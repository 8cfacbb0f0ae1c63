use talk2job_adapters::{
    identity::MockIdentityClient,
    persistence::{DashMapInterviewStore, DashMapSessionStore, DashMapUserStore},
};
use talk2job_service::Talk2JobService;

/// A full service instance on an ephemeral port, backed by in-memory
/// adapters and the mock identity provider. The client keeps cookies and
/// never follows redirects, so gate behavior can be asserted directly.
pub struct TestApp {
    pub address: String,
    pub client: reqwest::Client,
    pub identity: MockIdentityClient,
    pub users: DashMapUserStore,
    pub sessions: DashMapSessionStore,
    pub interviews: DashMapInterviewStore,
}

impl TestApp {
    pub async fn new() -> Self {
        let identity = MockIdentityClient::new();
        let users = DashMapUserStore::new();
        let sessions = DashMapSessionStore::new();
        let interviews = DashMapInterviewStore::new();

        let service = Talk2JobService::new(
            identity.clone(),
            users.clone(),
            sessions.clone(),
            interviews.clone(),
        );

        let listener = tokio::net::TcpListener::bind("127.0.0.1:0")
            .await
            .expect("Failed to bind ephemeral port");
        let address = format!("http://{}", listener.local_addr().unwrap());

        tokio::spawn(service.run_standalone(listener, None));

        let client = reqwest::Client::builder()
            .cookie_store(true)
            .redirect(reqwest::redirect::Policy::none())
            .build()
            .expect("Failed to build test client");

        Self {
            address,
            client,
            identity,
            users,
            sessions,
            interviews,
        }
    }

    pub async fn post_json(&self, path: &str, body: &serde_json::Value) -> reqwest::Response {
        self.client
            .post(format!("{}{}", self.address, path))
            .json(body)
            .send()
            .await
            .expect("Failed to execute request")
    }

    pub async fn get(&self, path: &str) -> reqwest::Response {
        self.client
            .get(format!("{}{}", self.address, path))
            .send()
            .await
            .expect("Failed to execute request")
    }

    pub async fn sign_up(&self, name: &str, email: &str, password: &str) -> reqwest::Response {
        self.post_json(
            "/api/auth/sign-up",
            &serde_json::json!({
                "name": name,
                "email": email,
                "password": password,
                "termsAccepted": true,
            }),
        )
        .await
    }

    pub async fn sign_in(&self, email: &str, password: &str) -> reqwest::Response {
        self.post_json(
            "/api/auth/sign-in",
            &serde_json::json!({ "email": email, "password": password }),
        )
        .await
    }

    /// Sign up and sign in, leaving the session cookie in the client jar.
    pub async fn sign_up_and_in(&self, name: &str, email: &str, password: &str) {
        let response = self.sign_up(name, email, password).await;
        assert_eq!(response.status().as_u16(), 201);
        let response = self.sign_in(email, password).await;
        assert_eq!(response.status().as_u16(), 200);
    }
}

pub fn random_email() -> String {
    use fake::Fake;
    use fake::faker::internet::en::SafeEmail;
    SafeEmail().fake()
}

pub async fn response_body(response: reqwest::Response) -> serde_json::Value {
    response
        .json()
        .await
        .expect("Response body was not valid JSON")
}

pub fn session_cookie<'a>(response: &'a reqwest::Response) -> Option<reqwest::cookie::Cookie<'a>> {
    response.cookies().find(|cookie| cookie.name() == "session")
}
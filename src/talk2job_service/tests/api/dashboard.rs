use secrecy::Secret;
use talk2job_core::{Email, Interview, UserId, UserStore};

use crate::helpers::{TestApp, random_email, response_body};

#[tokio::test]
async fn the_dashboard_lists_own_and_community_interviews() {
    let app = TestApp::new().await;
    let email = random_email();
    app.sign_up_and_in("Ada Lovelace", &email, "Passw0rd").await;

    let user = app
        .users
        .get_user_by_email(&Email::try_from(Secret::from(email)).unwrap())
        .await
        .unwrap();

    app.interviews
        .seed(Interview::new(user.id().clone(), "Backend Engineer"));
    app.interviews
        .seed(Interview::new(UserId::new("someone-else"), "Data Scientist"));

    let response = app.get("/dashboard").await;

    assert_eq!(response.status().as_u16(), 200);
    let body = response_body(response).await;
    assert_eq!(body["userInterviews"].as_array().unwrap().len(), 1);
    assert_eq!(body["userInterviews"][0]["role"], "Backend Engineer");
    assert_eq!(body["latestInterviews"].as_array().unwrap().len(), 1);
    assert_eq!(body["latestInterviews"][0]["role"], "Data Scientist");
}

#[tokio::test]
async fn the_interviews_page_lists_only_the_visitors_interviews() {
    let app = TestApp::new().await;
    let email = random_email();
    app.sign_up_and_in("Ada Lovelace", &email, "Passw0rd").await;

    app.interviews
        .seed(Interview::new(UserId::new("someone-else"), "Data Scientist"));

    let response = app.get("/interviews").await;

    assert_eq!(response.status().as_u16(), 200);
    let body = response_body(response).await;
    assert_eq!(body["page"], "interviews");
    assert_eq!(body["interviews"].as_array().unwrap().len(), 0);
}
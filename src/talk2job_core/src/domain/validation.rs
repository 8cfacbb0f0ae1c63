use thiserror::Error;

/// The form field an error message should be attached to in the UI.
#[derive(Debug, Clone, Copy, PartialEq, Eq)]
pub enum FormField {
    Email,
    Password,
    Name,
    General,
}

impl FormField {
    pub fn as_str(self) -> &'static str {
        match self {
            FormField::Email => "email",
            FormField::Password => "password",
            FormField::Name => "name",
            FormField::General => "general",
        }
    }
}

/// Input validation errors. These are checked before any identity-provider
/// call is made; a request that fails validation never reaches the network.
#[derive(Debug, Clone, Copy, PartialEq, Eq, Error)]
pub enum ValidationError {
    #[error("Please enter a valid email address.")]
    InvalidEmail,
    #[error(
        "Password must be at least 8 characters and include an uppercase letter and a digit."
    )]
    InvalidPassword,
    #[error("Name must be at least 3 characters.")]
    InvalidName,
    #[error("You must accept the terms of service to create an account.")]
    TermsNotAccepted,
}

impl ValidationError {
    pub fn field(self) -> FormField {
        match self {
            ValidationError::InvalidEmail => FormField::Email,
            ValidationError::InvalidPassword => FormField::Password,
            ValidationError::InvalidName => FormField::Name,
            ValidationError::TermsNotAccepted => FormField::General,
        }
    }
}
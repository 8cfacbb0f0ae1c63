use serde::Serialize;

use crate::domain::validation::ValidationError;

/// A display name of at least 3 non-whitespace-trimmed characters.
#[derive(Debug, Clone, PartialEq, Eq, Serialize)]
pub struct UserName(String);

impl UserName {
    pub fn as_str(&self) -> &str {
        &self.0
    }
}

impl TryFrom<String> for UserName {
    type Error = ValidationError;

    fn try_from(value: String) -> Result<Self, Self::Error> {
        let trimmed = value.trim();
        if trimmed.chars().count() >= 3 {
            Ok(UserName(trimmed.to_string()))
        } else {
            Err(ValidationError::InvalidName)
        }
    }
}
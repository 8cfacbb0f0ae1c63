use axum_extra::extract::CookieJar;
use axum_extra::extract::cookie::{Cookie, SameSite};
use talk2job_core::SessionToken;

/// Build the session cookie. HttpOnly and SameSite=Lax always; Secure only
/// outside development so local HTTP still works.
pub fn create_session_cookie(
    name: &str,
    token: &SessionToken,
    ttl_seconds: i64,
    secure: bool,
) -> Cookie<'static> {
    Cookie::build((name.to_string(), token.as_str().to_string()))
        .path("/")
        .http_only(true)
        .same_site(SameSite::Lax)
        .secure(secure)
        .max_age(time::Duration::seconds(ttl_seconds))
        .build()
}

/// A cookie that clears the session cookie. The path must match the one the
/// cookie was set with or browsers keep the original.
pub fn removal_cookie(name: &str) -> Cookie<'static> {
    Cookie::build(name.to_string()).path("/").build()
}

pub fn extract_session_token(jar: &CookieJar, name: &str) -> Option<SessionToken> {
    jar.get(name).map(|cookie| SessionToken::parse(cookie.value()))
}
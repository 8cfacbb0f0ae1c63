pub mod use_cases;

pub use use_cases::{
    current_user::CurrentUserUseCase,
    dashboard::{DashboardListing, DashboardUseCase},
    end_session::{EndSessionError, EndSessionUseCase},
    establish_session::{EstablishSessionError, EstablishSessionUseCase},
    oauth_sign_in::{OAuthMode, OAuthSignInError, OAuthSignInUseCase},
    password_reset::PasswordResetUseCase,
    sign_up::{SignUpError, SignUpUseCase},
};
+-------+
- _Assignment_:
Filter the listing above so that only lines holding the word "tokio" remain, and report those lines.

- _Result for this exercise_:
        let listener = tokio::net::TcpListener::bind("127.0.0.1:0")
        tokio::spawn(service.run_standalone(listener, None));
#[tokio::test]
#[tokio::test]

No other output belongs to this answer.